WaterAid employs over 1,000 staff based globally. 


How do we ensure we prevent slavery and human trafficking?

At WaterAid we incorporate a fair and ethical approach through all stages of our work and with our implementing partners and the wider communities that we work with. Examples of how we strive to prevent modern slavery can be seen within our internal policies such as the Code of Conduct, Diversity Policy, Equity and Inclusion Policy and Ethical Standards Policy.

We follow a robust ethical checking policy when evaluating a future working relationship. We also ensure that all our partners are aware of our policies on fraud, bribery and child protection and these policies form part of our ‘Agreements’ with our implementing partners.

Alongside this we also ensure that our recruitment processes are conducted in a manner to prevent slavery, trafficking or bias. 


Ethical check process

WaterAid follows an ethical checking process for donors, as well as suppliers and our implementing partners. It assesses reputational risks and considers factors such as compliance with national laws, subsidiary links and supply chains, and other ethical issues that may be in conflict with WaterAid’s stated aims and objectives. WaterAid welcomes the opportunity to work with partners whose work may not have included water and sanitation in the past, using each opportunity to spread awareness of the importance of WASH (water, sanitation and hygiene) globally. For partnerships with organisations who have potentially conflicting aims and ideals or other serious ethical concerns, the Chief Executive and/or board will make the final decision, based on an array of evidence. 

We take our ethical policies and standards extremely seriously and any breach can lead to disciplinary action, cessation of contract and potential law enforcement action. 

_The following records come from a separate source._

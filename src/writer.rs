use crate::Histogram;
use anyhow::{Context, Result};
#[cfg(feature = "hdf5")]
use hdf5::types::VarLenUnicode;
use serde::Serialize;
use std::{
    fs::{File, OpenOptions},
    io::{BufWriter, Write},
    path::{Path, PathBuf},
};
use time::{format_description::well_known::Rfc3339, OffsetDateTime};

/// Output resource the engine persists its histograms into.
///
/// Paths ending in `.h5` or `.hdf5` are written as HDF5, one group per
/// histogram; anything else is written as a single JSON object keyed by
/// histogram name.
pub enum HistogramWriter {
    #[cfg(feature = "hdf5")]
    Hdf5(hdf5::File),
    Json {
        path: PathBuf,
        records: serde_json::Map<String, serde_json::Value>,
    },
}

#[derive(Serialize)]
struct HistogramRecord {
    n_bins: usize,
    x_min: f64,
    x_max: f64,
    entries: u64,
    underflow: u64,
    overflow: u64,
    counts: Vec<f64>,
    saved_at: String,
}

impl HistogramWriter {
    pub fn create<P: AsRef<Path>>(path: P) -> Result<Self> {
        let path = path.as_ref();
        if is_hdf5_path(path) {
            return Self::create_hdf5(path);
        }
        // check the location now, the previous contents stay until close
        OpenOptions::new()
            .append(true)
            .create(true)
            .open(path)
            .with_context(|| format!("cannot create {}", path.display()))?;
        Ok(Self::Json {
            path: path.to_path_buf(),
            records: serde_json::Map::new(),
        })
    }

    #[cfg(feature = "hdf5")]
    fn create_hdf5(path: &Path) -> Result<Self> {
        let file = hdf5::File::create(path)
            .with_context(|| format!("cannot create {}", path.display()))?;
        Ok(Self::Hdf5(file))
    }

    #[cfg(not(feature = "hdf5"))]
    fn create_hdf5(path: &Path) -> Result<Self> {
        anyhow::bail!(
            "{}: HDF5 output requires the `hdf5` feature",
            path.display()
        )
    }

    pub fn write_histogram(&mut self, name: &str, hist: &Histogram) -> Result<()> {
        match self {
            #[cfg(feature = "hdf5")]
            Self::Hdf5(file) => write_hdf5_group(file, name, hist),
            Self::Json { records, .. } => {
                let config = hist.config();
                let record = HistogramRecord {
                    n_bins: config.n_bins,
                    x_min: config.x_min,
                    x_max: config.x_max,
                    entries: hist.entries(),
                    underflow: hist.underflow(),
                    overflow: hist.overflow(),
                    counts: hist.counts().to_vec(),
                    saved_at: saved_at()?,
                };
                records.insert(name.to_string(), serde_json::to_value(record)?);
                Ok(())
            }
        }
    }

    /// Flush and close the resource.
    pub fn close(self) -> Result<()> {
        match self {
            #[cfg(feature = "hdf5")]
            Self::Hdf5(file) => {
                file.close()?;
                Ok(())
            }
            Self::Json { path, records } => {
                let file = File::create(&path)
                    .with_context(|| format!("cannot create {}", path.display()))?;
                let mut out = BufWriter::new(file);
                serde_json::to_writer_pretty(&mut out, &records)?;
                out.flush()?;
                Ok(())
            }
        }
    }
}

/// Save time as RFC 3339 UTC, the same text in both formats.
fn saved_at() -> Result<String> {
    Ok(OffsetDateTime::now_utc().format(&Rfc3339)?)
}

fn is_hdf5_path(path: &Path) -> bool {
    matches!(
        path.extension().and_then(|e| e.to_str()),
        Some("h5") | Some("hdf5")
    )
}

#[cfg(feature = "hdf5")]
fn write_hdf5_group(file: &hdf5::File, name: &str, hist: &Histogram) -> Result<()> {
    let group = file.create_group(name)?;
    let config = hist.config();

    let counts = group
        .new_dataset::<f64>()
        .shape(config.n_bins)
        .create("counts")?;
    counts.write(hist.counts())?;

    let edges = hist.edges();
    let edges_ds = group
        .new_dataset::<f64>()
        .shape(edges.len())
        .create("edges")?;
    edges_ds.write(&edges)?;

    group
        .new_attr::<u64>()
        .shape(())
        .create("entries")?
        .write_scalar(&hist.entries())?;
    group
        .new_attr::<u64>()
        .shape(())
        .create("underflow")?
        .write_scalar(&hist.underflow())?;
    group
        .new_attr::<u64>()
        .shape(())
        .create("overflow")?
        .write_scalar(&hist.overflow())?;
    let stamp: VarLenUnicode = saved_at()?
        .parse()
        .map_err(|e| anyhow::anyhow!("bad timestamp string: {e:?}"))?;
    group
        .new_attr::<VarLenUnicode>()
        .shape(())
        .create("saved_at")?
        .write_scalar(&stamp)?;

    Ok(())
}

We work with a number of major suppliers, ranging from those providing building services and water bore-hole construction to fundraising organisations and commercial participators. Our programme work on the ground is done through local partner organisations, to ensure that we invest and empower the local communities as much as possible. We conduct due diligence on potential new partners and this includes an ethical check. We will always ensure that we follow the local legal system and promote ethical practices throughout our work both in the UK and internationally.


Moving forward

  • We are committed to promoting good practice and eliminating poverty and inequality around the world. We do not condone or support modern slavery in our own practices and relationships. In addition, we are committed to promoting the elimination of slavery and human trafficking in its wider engagement with communities, external organisations and beneficiaries. We will continue to invest in policies, training and procedures that will promote knowledge as to the dangers of human trafficking and ensure the ability to identify, prevent and eliminate slavery around the globe.
  • We are currently working on an enhanced due diligence programme for our suppliers. This will ensure greater oversight of suppliers and increased ongoing supervision. 
  • We will continue to invest in our reporting systems for fraud, bribery and anti-slavery. Our whistle-blowing systems will also enable staff or partners to report suspicions anonymously. 
  • We will continue to promote staff and partner training in anti-slavery, trafficking, child protection, safeguarding, fraud and bribery. 
  • We will continue a dialogue on the importance of eliminating slavery and trafficking globally and highlighting the damage it can do to communities and individuals.